[Data listing — start]

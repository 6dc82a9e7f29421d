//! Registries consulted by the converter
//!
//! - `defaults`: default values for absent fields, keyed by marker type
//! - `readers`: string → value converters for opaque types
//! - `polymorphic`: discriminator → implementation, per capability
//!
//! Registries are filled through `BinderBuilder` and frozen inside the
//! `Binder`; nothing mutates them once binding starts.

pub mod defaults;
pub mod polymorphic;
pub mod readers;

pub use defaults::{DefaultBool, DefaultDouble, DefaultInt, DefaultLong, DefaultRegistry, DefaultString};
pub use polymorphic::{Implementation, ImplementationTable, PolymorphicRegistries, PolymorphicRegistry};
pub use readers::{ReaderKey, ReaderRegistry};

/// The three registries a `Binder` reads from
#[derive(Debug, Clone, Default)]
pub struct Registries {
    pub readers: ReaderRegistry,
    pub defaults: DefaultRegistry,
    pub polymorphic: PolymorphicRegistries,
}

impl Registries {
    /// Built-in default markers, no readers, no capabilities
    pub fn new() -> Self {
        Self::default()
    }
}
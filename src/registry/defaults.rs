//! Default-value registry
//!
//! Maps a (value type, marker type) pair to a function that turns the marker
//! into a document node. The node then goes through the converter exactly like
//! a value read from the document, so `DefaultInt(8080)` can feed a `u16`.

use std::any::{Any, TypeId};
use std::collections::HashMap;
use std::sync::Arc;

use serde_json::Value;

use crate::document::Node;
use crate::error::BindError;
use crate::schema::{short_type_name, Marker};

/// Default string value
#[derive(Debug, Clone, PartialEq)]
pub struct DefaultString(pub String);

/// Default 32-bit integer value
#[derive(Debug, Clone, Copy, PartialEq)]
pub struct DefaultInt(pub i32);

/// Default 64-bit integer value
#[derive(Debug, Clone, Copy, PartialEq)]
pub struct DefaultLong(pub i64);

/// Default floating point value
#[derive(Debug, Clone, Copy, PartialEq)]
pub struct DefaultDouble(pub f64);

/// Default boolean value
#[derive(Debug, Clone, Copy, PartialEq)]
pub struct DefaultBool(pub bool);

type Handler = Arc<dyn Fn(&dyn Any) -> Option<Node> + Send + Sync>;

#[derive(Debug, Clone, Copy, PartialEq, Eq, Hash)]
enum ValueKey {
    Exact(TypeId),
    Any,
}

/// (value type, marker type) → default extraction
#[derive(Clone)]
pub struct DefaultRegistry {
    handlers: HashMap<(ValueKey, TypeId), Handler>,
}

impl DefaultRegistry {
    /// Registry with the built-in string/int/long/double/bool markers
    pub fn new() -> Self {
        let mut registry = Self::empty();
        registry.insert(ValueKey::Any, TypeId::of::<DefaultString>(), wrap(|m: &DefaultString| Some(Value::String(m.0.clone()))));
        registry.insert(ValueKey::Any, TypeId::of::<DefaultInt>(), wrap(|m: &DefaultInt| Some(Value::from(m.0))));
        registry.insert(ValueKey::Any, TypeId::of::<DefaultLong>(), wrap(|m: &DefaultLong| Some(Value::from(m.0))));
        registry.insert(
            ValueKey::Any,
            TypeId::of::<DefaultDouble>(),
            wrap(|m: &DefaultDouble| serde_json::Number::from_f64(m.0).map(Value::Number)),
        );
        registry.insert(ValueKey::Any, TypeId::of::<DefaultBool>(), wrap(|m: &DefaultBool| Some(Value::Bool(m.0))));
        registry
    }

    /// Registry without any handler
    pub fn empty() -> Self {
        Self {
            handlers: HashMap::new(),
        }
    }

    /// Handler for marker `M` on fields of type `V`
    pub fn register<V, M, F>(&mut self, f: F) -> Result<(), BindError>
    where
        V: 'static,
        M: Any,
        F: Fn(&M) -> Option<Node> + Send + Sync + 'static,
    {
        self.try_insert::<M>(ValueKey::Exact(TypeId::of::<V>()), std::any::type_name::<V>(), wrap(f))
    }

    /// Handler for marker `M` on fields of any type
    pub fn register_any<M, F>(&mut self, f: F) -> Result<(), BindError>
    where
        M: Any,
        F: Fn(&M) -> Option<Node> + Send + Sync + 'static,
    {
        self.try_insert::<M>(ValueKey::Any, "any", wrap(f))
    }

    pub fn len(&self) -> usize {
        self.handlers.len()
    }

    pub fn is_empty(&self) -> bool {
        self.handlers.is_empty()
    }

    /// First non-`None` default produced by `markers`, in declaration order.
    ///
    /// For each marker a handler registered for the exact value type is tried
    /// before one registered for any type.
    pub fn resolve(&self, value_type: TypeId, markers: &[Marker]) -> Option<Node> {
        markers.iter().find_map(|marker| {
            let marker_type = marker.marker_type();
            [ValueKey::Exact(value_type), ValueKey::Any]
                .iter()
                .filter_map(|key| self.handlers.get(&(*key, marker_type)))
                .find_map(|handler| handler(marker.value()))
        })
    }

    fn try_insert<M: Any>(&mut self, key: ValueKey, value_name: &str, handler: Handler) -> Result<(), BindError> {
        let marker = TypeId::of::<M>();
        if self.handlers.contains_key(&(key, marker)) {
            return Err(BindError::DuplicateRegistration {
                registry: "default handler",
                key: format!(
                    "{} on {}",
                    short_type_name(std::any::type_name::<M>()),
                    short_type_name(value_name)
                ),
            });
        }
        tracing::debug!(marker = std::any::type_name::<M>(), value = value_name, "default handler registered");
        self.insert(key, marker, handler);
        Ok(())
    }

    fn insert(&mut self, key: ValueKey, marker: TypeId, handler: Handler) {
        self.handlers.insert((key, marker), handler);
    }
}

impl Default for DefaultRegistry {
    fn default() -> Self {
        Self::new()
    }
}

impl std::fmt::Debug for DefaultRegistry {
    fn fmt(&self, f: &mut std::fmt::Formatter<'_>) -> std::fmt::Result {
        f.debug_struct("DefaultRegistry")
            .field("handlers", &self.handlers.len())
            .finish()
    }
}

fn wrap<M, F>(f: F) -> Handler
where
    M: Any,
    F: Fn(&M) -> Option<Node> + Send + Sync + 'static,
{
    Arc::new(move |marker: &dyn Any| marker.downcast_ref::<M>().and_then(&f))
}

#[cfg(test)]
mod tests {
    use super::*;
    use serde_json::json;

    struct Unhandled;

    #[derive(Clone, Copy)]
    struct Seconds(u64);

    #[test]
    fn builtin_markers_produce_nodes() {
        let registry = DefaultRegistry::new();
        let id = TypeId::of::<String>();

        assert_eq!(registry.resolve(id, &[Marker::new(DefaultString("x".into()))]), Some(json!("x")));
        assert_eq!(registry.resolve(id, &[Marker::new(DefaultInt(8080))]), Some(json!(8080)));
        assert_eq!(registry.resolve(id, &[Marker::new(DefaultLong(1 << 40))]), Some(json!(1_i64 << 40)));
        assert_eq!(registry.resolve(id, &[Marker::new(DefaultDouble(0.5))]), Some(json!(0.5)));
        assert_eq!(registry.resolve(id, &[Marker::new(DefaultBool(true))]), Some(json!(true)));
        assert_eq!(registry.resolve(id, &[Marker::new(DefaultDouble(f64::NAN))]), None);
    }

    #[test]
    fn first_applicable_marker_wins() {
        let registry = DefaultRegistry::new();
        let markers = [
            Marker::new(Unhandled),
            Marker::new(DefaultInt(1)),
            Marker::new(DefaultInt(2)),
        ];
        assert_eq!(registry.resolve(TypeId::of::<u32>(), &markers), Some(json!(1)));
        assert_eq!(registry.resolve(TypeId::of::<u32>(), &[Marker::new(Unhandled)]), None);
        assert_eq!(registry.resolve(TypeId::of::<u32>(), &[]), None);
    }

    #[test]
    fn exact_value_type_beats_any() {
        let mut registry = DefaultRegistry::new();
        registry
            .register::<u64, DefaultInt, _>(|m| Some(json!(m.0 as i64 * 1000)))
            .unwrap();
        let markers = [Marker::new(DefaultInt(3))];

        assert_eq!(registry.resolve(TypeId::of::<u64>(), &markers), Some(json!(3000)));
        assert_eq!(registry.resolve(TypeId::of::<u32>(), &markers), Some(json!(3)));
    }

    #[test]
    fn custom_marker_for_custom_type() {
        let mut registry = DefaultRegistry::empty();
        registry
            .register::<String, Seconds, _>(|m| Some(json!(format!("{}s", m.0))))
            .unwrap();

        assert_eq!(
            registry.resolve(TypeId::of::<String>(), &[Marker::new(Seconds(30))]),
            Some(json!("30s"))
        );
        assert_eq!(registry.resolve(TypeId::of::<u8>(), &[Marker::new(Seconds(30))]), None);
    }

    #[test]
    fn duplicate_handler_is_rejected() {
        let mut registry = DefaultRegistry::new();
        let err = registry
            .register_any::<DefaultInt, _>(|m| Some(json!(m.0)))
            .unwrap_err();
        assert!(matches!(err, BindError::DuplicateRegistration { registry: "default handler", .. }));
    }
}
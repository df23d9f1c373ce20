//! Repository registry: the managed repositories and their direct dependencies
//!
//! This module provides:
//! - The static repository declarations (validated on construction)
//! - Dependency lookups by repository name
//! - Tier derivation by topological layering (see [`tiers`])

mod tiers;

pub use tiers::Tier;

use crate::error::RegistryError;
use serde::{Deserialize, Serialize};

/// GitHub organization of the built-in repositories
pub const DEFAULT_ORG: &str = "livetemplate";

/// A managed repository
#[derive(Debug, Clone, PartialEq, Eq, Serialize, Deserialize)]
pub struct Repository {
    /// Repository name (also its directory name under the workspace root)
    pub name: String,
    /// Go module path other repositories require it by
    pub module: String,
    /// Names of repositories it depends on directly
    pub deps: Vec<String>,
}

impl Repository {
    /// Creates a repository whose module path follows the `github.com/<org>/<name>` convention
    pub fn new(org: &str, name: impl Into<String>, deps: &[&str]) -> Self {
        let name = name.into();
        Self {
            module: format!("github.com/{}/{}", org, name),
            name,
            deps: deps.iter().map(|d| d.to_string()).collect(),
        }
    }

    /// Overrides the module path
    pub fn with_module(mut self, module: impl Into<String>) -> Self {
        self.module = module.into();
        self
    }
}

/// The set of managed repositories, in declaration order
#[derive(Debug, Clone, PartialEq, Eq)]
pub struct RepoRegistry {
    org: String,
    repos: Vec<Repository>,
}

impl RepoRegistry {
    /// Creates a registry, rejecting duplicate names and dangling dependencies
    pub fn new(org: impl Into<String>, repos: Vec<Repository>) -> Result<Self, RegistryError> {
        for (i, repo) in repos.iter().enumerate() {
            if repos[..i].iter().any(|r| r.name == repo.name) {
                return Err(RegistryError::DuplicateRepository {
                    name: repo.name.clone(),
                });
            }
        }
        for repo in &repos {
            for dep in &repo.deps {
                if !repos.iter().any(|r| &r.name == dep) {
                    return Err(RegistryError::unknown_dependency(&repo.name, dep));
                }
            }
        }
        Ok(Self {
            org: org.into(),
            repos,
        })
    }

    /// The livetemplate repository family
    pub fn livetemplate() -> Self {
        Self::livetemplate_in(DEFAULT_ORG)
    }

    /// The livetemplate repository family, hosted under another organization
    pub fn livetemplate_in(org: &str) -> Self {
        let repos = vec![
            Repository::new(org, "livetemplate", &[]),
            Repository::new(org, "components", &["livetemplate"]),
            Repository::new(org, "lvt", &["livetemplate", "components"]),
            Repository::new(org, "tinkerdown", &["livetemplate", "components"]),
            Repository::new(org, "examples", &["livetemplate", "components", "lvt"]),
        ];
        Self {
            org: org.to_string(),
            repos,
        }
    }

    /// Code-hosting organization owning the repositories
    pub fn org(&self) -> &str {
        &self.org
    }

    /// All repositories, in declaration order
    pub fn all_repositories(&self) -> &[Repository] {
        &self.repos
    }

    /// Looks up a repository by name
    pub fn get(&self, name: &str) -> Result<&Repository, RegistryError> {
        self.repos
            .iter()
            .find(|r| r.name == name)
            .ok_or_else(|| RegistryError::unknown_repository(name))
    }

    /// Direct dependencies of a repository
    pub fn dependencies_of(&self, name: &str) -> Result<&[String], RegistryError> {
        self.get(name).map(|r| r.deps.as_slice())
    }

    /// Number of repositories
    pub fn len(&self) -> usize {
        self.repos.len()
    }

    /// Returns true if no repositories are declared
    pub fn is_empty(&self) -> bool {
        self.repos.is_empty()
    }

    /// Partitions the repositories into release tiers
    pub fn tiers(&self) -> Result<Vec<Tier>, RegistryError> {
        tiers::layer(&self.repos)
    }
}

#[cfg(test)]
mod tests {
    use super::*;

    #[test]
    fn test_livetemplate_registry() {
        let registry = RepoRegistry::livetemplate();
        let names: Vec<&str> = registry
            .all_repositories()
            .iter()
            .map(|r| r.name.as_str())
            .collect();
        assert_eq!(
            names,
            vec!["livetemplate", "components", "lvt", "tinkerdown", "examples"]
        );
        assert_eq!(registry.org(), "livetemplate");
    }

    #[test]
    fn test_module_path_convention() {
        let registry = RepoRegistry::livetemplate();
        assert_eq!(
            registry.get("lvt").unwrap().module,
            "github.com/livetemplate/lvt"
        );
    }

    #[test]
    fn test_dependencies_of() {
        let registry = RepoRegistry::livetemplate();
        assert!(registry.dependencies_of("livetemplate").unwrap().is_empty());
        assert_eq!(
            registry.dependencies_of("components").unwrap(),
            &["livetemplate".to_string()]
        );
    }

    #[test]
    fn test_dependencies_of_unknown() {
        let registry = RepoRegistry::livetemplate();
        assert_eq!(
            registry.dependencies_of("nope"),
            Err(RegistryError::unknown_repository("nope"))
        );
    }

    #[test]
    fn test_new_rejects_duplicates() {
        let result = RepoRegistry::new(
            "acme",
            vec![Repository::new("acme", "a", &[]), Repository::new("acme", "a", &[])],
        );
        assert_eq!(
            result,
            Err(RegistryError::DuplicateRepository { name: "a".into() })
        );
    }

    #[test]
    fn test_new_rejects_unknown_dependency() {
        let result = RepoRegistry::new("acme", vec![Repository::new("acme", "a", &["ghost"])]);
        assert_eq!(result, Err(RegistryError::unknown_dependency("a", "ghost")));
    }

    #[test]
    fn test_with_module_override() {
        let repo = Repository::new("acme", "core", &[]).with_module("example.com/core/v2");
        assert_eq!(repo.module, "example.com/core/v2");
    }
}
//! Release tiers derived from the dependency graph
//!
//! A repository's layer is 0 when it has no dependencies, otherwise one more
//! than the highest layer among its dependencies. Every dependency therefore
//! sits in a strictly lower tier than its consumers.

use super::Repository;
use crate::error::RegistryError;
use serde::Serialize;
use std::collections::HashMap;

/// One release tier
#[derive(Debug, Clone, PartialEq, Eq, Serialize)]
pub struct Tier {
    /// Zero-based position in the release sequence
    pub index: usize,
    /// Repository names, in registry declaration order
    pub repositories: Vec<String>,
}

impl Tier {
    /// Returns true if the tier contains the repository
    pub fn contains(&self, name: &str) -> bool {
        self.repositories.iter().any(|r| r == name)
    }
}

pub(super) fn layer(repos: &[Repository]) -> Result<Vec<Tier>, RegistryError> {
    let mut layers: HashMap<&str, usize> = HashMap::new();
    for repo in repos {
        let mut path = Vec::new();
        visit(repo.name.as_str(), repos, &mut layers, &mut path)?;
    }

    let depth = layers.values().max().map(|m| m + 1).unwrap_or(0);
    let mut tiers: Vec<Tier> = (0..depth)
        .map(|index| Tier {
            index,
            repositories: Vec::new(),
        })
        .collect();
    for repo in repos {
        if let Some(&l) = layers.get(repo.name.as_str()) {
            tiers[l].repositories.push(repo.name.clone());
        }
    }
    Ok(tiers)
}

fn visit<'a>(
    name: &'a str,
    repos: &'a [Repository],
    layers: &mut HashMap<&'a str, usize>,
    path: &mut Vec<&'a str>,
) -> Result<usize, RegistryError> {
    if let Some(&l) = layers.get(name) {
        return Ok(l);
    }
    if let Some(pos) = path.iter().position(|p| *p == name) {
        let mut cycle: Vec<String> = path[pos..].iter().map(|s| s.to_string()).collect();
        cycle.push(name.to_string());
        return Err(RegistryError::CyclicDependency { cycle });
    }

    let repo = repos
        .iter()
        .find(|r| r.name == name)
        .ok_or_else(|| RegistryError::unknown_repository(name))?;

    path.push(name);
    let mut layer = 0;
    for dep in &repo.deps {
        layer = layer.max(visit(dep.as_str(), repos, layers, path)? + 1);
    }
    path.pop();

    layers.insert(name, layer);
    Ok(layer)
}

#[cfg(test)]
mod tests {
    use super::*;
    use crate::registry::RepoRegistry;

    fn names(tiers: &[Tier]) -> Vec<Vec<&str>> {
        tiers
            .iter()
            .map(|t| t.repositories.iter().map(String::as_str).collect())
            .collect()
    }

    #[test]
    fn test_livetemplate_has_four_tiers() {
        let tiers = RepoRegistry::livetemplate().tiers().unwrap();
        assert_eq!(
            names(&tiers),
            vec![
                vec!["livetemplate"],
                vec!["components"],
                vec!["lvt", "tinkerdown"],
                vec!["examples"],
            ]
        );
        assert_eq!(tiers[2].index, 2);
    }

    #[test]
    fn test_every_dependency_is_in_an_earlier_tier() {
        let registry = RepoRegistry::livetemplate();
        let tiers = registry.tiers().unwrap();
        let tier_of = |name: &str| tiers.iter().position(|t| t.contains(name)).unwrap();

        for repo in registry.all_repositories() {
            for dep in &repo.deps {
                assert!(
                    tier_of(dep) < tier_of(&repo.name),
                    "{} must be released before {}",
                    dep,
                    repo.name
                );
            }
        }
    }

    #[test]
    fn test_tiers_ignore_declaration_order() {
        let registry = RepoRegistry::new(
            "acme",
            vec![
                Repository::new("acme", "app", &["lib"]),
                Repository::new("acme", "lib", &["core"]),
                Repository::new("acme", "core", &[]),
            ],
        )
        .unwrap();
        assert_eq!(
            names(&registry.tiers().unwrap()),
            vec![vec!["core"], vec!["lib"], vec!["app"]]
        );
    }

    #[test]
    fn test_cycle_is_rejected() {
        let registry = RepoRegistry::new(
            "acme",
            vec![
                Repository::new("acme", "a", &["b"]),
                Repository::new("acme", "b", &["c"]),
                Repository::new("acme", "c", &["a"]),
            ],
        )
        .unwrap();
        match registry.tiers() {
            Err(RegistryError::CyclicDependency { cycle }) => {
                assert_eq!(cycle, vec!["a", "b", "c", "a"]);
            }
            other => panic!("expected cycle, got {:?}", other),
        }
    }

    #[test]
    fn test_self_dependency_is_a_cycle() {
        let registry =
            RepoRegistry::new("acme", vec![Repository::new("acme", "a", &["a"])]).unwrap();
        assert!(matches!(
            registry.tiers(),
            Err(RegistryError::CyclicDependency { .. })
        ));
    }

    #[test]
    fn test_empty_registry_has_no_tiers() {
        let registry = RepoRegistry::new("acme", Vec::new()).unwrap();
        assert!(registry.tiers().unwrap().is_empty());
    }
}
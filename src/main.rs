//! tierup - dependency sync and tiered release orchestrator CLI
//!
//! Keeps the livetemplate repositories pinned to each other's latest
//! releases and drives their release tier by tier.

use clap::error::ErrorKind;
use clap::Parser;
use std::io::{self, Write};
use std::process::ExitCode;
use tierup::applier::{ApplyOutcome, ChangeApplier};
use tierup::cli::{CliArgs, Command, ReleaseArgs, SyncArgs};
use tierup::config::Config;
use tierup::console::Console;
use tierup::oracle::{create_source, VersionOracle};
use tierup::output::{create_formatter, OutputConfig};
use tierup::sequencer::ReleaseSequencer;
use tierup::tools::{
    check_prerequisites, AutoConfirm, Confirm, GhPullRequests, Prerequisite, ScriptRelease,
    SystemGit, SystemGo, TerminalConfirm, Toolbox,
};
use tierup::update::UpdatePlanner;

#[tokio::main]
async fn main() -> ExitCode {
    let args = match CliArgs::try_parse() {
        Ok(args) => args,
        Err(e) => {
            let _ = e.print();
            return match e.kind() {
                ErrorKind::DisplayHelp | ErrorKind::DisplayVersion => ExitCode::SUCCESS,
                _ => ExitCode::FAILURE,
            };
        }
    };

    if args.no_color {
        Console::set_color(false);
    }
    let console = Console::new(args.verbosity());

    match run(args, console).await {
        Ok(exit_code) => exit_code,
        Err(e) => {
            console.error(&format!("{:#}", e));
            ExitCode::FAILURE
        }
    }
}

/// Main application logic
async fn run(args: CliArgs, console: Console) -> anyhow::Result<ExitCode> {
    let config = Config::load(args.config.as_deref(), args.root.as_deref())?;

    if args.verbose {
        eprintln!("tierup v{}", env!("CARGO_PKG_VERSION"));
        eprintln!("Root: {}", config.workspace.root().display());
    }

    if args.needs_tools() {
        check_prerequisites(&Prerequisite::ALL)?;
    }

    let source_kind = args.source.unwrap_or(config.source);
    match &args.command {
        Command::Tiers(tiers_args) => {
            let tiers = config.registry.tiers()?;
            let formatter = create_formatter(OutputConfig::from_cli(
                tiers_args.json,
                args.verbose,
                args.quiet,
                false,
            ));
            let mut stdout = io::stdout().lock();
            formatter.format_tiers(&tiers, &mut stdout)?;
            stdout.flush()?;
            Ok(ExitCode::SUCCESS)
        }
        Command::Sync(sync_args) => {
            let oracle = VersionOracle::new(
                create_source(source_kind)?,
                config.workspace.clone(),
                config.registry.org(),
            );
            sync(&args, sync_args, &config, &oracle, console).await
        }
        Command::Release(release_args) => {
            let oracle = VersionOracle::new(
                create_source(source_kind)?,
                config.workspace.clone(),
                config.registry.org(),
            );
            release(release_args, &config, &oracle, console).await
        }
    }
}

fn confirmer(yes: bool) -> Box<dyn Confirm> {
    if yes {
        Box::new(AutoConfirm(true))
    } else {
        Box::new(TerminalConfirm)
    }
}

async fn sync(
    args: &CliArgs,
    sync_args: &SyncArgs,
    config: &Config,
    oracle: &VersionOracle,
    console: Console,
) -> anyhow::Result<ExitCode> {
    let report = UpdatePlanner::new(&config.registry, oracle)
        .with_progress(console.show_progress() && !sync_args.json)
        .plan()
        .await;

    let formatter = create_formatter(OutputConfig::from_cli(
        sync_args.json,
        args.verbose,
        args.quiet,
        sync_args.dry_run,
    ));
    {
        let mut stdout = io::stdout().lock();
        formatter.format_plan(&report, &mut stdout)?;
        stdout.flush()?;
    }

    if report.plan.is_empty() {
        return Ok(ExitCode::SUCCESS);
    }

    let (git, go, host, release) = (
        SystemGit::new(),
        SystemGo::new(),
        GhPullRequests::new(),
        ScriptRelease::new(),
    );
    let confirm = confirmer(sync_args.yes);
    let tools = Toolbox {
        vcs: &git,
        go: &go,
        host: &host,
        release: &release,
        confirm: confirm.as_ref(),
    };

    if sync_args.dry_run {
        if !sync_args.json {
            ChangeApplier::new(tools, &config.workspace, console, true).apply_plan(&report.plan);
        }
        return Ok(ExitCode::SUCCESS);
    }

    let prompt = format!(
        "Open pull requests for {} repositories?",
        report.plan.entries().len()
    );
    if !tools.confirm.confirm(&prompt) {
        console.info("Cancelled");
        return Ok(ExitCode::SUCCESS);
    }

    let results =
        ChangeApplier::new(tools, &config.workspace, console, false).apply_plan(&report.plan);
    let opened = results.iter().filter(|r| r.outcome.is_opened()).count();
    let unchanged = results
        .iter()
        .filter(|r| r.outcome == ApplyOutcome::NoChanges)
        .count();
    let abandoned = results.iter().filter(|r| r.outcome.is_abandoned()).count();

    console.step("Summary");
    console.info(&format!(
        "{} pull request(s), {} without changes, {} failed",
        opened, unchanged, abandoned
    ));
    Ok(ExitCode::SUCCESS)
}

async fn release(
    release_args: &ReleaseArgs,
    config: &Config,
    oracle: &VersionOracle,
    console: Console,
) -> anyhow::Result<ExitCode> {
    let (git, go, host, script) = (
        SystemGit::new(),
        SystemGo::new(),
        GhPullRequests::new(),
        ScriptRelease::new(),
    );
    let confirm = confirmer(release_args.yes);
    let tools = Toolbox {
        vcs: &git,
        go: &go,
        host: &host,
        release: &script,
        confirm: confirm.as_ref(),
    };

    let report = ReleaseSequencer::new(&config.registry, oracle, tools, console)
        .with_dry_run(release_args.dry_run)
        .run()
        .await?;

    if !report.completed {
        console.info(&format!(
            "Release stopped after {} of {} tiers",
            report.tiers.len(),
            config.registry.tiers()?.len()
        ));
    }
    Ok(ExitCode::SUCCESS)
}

[Data listing — finish]

Return nothing but the lines from the start of the listing above through the line containing "#[derive(Debug, Clone, Default)]", exactly as given.

repository 6dc82a9e7f29421d
//! Registries consulted by the converter
//!
//! - `defaults`: default values for absent fields, keyed by marker type
//! - `readers`: string → value converters for opaque types
//! - `polymorphic`: discriminator → implementation, per capability
//!
//! Registries are filled through `BinderBuilder` and frozen inside the
//! `Binder`; nothing mutates them once binding starts.

pub mod defaults;
pub mod polymorphic;
pub mod readers;

pub use defaults::{DefaultBool, DefaultDouble, DefaultInt, DefaultLong, DefaultRegistry, DefaultString};
pub use polymorphic::{Implementation, ImplementationTable, PolymorphicRegistries, PolymorphicRegistry};
pub use readers::{ReaderKey, ReaderRegistry};

/// The three registries a `Binder` reads from
#[derive(Debug, Clone, Default)]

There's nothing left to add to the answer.